↓

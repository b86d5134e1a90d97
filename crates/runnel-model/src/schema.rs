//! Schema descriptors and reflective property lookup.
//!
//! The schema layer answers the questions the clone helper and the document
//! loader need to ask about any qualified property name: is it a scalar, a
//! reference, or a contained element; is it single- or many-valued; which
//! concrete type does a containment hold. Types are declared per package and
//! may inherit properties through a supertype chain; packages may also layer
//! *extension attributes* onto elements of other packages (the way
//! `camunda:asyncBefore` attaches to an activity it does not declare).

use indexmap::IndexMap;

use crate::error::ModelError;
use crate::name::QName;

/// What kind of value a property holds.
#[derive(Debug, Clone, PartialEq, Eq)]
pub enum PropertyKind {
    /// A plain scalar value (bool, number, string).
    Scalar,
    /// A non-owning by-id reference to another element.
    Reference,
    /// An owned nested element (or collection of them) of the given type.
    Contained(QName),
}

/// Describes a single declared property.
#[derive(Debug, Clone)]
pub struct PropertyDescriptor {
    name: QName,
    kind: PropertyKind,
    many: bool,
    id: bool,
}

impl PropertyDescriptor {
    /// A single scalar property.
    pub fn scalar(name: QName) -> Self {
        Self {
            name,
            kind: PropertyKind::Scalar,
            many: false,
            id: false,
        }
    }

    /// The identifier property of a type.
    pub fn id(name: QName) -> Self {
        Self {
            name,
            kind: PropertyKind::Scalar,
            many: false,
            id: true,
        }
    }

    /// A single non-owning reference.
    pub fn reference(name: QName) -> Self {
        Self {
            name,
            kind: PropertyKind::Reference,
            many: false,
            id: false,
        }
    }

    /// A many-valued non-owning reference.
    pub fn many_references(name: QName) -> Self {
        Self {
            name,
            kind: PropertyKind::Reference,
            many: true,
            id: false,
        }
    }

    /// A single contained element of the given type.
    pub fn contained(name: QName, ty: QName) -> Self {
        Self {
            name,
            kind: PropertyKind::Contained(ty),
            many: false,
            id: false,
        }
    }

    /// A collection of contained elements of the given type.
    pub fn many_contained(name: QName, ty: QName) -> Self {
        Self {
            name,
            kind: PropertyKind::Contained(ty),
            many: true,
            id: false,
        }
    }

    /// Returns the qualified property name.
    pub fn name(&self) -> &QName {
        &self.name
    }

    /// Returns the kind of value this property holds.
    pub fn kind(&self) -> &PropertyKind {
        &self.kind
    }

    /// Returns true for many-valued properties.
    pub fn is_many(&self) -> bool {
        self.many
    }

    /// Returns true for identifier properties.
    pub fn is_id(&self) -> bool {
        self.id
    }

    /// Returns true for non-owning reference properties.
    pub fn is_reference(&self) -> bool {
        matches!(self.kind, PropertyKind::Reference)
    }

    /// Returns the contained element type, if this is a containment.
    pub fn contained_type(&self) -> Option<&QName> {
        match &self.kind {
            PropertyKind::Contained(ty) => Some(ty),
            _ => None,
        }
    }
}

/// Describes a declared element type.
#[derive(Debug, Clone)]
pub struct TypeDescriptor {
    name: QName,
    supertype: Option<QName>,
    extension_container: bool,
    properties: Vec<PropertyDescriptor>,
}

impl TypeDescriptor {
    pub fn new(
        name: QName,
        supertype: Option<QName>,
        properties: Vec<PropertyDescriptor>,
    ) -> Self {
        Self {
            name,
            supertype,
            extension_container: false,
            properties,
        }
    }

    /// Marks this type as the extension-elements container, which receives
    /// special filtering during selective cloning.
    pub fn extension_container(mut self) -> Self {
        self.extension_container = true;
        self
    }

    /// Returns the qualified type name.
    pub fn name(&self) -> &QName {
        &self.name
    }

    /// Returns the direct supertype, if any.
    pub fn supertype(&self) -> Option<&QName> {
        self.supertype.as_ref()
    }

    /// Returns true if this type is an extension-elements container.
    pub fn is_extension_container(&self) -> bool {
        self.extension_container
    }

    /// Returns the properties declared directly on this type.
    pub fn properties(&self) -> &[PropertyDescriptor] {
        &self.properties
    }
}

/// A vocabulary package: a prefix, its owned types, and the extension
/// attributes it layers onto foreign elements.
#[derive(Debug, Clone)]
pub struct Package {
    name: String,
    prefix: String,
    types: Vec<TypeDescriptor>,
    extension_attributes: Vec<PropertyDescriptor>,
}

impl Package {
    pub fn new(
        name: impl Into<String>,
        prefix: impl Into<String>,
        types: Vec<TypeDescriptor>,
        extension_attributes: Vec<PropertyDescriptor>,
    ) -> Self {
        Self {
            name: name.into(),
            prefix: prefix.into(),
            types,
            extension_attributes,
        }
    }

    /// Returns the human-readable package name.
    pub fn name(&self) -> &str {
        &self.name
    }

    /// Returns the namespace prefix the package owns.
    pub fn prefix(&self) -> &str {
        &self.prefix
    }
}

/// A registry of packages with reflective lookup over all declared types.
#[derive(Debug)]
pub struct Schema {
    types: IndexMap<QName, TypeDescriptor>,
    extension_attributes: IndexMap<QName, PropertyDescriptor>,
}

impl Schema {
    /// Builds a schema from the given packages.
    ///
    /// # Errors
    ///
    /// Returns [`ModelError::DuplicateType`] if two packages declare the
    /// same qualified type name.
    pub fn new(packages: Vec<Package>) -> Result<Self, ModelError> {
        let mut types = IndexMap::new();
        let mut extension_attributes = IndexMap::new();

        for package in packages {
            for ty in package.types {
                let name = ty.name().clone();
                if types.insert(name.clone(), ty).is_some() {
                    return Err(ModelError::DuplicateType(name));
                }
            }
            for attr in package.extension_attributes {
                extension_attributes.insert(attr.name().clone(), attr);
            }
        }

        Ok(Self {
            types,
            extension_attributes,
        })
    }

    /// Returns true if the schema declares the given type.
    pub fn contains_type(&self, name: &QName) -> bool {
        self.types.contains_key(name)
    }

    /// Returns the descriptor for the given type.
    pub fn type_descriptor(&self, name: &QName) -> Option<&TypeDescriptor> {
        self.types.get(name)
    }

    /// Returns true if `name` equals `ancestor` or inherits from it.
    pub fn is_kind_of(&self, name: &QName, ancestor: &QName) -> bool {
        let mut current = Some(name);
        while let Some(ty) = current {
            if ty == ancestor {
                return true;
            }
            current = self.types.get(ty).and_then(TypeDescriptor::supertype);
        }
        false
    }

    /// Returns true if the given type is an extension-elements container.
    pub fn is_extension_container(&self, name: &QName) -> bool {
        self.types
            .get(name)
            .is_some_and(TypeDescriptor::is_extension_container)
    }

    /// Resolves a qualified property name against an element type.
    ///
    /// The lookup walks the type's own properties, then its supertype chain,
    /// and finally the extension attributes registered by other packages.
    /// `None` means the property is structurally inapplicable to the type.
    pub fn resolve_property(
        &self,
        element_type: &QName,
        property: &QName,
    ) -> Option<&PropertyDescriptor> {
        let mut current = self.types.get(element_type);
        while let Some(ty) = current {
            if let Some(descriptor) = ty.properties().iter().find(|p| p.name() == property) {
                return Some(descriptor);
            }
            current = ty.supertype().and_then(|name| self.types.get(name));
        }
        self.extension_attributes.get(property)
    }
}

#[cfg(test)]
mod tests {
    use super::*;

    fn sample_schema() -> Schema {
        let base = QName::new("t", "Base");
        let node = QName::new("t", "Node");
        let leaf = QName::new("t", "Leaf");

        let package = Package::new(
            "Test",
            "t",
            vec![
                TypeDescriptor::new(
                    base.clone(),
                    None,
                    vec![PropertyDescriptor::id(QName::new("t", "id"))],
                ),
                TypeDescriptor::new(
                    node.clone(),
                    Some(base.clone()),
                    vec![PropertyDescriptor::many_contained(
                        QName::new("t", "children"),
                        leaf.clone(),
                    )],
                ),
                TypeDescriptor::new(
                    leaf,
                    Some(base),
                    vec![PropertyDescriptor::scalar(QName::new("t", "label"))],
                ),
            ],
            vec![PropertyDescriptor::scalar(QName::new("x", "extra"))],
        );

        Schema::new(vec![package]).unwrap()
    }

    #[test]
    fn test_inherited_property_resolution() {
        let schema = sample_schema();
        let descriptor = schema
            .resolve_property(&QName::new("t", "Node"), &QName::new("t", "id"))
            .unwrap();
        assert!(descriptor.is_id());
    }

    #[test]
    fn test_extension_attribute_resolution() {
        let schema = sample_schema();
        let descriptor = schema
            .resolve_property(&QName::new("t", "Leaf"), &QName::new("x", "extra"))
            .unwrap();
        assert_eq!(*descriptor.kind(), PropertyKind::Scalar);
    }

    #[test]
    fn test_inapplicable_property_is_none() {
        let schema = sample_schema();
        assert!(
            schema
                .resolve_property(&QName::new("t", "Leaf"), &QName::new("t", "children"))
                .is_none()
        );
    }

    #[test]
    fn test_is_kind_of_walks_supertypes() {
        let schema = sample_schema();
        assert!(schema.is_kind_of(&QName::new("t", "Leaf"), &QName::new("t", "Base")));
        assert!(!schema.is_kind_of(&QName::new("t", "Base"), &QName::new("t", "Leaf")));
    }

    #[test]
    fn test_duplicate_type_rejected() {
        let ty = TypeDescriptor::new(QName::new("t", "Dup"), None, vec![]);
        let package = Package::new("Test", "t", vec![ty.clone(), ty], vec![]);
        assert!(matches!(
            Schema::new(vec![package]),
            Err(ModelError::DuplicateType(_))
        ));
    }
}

↑

* **EXERCISE REQUIREMENTS**:
Give only the number of lines in the listing above that include the string "lookup".

* **EXPECTED ANSWER**:
3